» REQUIRED WORK:
Find every line in the records below that holds the word "true" and copy it.

» Stored items:
....

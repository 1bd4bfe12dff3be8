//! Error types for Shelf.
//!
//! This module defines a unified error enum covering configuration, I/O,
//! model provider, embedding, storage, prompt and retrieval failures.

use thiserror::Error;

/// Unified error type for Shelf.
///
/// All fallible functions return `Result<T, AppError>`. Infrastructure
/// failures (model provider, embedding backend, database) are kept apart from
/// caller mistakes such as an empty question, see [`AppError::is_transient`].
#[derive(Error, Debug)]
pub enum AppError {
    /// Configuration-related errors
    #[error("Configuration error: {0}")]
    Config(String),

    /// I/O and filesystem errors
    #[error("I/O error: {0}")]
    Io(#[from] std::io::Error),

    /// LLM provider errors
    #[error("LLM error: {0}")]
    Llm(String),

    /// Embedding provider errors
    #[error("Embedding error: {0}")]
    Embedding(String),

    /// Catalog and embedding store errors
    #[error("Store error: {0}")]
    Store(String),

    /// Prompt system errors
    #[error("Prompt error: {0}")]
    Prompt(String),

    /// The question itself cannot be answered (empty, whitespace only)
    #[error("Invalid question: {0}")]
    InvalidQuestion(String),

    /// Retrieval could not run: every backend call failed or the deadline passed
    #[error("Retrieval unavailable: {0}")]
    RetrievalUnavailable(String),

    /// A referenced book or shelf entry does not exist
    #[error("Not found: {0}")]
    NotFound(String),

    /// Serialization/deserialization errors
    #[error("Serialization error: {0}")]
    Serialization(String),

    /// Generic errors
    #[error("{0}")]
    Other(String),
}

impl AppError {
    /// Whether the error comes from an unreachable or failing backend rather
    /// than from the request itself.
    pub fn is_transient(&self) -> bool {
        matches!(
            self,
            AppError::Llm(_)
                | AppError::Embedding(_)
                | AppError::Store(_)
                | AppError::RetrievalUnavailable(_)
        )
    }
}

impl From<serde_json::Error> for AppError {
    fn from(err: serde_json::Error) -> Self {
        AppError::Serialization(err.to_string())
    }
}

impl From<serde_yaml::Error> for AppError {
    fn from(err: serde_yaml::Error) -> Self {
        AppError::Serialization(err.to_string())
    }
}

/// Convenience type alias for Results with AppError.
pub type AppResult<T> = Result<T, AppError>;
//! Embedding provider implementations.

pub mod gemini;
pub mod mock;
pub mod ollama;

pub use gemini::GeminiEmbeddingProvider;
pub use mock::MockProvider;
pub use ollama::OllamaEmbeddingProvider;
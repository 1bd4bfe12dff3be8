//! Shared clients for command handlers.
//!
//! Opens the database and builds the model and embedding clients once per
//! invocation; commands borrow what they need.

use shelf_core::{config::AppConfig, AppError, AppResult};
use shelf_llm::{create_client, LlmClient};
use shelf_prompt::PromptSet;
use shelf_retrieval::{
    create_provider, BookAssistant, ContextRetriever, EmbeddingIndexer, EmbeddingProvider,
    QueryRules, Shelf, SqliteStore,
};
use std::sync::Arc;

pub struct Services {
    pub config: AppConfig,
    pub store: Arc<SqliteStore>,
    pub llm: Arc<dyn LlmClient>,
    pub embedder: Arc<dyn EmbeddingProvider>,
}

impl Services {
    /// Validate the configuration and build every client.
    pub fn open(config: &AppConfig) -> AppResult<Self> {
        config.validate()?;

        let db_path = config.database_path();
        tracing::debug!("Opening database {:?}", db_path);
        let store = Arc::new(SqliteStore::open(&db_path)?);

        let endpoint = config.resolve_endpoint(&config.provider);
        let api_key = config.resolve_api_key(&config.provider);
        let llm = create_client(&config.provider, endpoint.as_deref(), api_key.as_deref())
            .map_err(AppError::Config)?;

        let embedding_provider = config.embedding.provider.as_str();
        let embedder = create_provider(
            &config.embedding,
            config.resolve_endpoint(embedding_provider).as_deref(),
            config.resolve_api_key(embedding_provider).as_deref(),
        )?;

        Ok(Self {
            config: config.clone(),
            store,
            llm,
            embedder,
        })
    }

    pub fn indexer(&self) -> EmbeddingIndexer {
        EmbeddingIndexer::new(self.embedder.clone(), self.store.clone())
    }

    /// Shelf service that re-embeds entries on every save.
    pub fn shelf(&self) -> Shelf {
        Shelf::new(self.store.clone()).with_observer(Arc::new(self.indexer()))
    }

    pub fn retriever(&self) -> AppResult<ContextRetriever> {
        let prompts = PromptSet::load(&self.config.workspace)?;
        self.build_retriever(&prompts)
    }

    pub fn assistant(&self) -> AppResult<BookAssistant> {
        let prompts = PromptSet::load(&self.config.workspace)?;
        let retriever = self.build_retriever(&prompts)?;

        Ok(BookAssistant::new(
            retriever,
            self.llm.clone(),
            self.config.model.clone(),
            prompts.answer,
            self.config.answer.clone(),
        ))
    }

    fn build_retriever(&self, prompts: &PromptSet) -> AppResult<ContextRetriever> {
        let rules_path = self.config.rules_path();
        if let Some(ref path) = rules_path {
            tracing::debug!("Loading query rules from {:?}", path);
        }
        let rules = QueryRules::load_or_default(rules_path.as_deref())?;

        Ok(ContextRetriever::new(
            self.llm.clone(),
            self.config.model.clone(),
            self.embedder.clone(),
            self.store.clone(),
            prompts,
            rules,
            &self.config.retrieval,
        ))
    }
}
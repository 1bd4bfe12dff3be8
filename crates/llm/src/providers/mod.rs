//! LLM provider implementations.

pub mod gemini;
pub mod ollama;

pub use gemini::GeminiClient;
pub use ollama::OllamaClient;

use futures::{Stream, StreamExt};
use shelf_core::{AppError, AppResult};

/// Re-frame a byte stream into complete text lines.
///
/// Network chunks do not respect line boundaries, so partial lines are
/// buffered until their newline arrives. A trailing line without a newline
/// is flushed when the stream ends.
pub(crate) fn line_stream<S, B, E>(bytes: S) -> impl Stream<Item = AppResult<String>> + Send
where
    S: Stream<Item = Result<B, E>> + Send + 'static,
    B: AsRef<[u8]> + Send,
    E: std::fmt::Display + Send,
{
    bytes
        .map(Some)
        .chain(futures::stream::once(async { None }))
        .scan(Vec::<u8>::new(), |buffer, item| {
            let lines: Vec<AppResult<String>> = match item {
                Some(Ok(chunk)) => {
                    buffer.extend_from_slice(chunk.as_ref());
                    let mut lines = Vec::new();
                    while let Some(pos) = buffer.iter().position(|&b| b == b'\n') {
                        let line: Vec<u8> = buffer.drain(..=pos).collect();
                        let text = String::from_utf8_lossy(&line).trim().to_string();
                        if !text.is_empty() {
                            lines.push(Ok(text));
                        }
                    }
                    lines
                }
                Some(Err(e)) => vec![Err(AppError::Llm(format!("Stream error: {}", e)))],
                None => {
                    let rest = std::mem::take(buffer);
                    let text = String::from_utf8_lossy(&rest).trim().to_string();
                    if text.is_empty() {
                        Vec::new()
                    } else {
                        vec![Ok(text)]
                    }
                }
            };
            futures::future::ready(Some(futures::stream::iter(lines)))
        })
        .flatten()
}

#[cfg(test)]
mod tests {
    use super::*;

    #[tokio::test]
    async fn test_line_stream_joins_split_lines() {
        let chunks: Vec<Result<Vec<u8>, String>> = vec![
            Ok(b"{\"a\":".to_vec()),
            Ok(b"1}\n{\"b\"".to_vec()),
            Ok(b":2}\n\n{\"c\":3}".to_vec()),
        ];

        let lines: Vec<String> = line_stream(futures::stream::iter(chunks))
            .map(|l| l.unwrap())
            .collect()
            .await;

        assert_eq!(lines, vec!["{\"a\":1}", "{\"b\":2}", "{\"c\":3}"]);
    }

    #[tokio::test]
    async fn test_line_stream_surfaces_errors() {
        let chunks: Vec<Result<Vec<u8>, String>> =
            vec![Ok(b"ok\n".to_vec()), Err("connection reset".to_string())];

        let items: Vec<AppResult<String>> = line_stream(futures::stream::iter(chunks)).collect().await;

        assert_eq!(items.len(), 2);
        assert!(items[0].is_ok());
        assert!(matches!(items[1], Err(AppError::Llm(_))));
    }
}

....

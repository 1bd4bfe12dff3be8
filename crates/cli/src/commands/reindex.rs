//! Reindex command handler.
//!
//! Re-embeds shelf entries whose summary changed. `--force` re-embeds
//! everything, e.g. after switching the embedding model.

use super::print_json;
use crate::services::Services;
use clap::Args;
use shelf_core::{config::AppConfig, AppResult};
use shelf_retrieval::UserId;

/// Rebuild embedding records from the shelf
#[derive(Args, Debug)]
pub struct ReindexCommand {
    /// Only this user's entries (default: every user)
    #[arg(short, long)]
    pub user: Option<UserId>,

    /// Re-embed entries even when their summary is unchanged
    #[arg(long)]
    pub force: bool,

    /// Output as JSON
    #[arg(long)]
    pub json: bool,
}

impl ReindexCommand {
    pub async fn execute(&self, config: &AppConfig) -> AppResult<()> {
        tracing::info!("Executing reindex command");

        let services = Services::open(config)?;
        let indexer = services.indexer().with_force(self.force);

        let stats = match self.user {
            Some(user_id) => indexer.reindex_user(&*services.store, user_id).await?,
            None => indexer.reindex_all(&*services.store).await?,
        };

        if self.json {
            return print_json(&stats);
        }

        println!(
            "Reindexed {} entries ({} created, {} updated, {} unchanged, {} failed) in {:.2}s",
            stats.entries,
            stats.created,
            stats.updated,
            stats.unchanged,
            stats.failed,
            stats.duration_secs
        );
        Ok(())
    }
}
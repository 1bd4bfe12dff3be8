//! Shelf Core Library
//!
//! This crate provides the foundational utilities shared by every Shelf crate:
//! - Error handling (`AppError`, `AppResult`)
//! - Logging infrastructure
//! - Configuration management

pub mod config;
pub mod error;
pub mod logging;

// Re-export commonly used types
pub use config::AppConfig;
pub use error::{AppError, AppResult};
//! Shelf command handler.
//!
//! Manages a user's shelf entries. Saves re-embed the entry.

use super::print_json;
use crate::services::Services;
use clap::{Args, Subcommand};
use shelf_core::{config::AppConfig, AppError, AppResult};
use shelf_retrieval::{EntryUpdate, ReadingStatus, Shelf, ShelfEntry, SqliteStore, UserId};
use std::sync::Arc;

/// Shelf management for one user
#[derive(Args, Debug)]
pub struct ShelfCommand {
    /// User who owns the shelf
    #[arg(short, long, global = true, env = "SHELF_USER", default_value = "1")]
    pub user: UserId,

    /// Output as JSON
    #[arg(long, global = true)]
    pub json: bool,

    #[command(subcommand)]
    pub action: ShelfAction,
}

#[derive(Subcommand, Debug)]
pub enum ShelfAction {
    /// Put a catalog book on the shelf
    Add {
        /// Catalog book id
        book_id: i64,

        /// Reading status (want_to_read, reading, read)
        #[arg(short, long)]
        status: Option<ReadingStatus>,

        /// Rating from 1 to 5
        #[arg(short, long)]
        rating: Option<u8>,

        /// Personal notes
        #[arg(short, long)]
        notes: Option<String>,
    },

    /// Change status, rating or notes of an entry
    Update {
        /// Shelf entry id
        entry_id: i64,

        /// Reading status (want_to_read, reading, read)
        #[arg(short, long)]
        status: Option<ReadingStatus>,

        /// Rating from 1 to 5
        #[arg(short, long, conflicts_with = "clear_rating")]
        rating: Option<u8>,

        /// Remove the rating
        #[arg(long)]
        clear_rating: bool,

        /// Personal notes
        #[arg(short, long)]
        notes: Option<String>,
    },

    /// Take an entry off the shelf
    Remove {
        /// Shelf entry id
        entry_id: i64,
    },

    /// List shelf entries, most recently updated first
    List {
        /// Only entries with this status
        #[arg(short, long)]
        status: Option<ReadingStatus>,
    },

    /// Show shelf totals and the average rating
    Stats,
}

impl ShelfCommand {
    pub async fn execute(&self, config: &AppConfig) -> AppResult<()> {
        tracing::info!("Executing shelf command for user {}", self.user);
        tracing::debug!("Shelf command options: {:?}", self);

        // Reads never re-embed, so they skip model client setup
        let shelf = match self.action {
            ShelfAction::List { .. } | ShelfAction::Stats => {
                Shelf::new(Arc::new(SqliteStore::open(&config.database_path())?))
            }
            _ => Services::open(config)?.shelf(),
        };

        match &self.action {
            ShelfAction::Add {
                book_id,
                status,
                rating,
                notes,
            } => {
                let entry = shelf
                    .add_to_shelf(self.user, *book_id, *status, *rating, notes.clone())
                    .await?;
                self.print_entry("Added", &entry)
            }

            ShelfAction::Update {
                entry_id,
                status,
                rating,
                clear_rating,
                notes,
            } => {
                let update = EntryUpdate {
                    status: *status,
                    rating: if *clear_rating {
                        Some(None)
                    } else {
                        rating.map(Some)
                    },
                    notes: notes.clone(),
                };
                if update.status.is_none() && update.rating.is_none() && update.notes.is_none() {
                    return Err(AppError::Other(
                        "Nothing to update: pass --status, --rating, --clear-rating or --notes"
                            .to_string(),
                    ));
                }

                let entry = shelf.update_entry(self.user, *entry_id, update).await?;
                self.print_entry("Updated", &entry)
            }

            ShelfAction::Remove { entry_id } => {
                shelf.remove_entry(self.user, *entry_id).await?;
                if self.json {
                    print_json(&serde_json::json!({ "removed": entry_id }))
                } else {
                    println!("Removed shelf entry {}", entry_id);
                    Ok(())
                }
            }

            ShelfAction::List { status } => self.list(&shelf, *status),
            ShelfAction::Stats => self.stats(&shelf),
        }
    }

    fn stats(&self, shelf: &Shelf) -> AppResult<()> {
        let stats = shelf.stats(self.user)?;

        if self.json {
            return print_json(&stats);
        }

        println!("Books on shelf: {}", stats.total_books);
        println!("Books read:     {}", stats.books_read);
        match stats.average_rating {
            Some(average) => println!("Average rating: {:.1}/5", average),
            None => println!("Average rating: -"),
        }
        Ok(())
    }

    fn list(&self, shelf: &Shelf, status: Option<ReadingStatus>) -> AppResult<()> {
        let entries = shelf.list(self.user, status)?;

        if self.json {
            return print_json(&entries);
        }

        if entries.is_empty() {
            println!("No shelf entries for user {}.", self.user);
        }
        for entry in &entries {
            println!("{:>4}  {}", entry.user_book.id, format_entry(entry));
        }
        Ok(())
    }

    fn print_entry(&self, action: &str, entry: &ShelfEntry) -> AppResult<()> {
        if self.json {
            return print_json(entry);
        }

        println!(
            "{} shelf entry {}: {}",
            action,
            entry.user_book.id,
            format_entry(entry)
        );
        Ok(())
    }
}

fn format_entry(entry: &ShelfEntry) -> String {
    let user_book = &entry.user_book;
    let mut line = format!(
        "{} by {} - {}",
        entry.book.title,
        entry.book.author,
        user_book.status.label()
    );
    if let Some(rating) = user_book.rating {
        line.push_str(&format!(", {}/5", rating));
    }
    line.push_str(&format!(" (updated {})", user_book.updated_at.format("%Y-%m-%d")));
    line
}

....

» ANSWER TO THE PROBLEM:
    #[arg(short, long, global = true, env = "SHELF_USER", default_value = "1")]
    #[arg(long, global = true)]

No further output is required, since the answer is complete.